ABOUT THIS EXERCISE:
Using the word "synthetic" as the filter, copy each matching line from the records.
......
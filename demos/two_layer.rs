use briny_grad::prelude::*;
use rand::rngs::StdRng;
use rand::{Rng, SeedableRng};

const FEATURES: usize = 8;
const HIDDEN: usize = 32;
const CLASSES: usize = 3;
const EXAMPLES: usize = 600;
const EPOCHS: usize = 20;
const LR: f64 = 0.2;
const BATCH: usize = 50;

/// Gaussian-ish clusters around one random centre per class.
fn synthetic(rng: &mut StdRng) -> Result<(NdArray, Vec<usize>)> {
    let centres: Vec<Vec<f64>> = (0..CLASSES)
        .map(|_| (0..FEATURES).map(|_| rng.random_range(-2.0..2.0)).collect())
        .collect();

    let mut data = Vec::with_capacity(EXAMPLES * FEATURES);
    let mut labels = Vec::with_capacity(EXAMPLES);
    for i in 0..EXAMPLES {
        let label = i % CLASSES;
        labels.push(label);
        for &c in &centres[label] {
            let noise: f64 = (0..4).map(|_| rng.random_range(-0.5..0.5)).sum();
            data.push(c + noise);
        }
    }
    Ok((NdArray::new(vec![EXAMPLES, FEATURES], data)?, labels))
}

fn init(rng: &mut StdRng, rows: usize, cols: usize) -> Result<NdArray> {
    let scale = 1.0 / (cols as f64).sqrt();
    let data = (0..rows * cols)
        .map(|_| rng.random_range(-1.0..1.0) * scale)
        .collect();
    NdArray::new(vec![rows, cols], data)
}

fn main() -> Result<()> {
    tracing_subscriber::fmt::init();

    let mut rng = StdRng::seed_from_u64(0);
    let (x, labels) = synthetic(&mut rng)?;

    let ctx = Context::builder().cpu(CpuBackend::new()).build();
    let mut w1 = ctx.parameter(init(&mut rng, FEATURES, HIDDEN)?);
    let mut w2 = ctx.parameter(init(&mut rng, HIDDEN, CLASSES)?);
    let inputs = ctx.constant(x.clone());

    println!("Beginning training...");
    for epoch in 0..EPOCHS {
        (w1, w2) = nn::nn_epoch(&ctx, &x, &labels, w1, w2, LR, BATCH)?;
        let logits = inputs.matmul(&w1)?.relu()?.matmul(&w2)?;
        let (loss, err) = nn::loss_err(&logits, &labels)?;
        println!("epoch {epoch:>2}: loss={loss:.4}, error={err:.3}");
    }
    Ok(())
}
......
RESPONSE TO THIS EXERCISE:
fn synthetic(rng: &mut StdRng) -> Result<(NdArray, Vec<usize>)> {
    let (x, labels) = synthetic(&mut rng)?;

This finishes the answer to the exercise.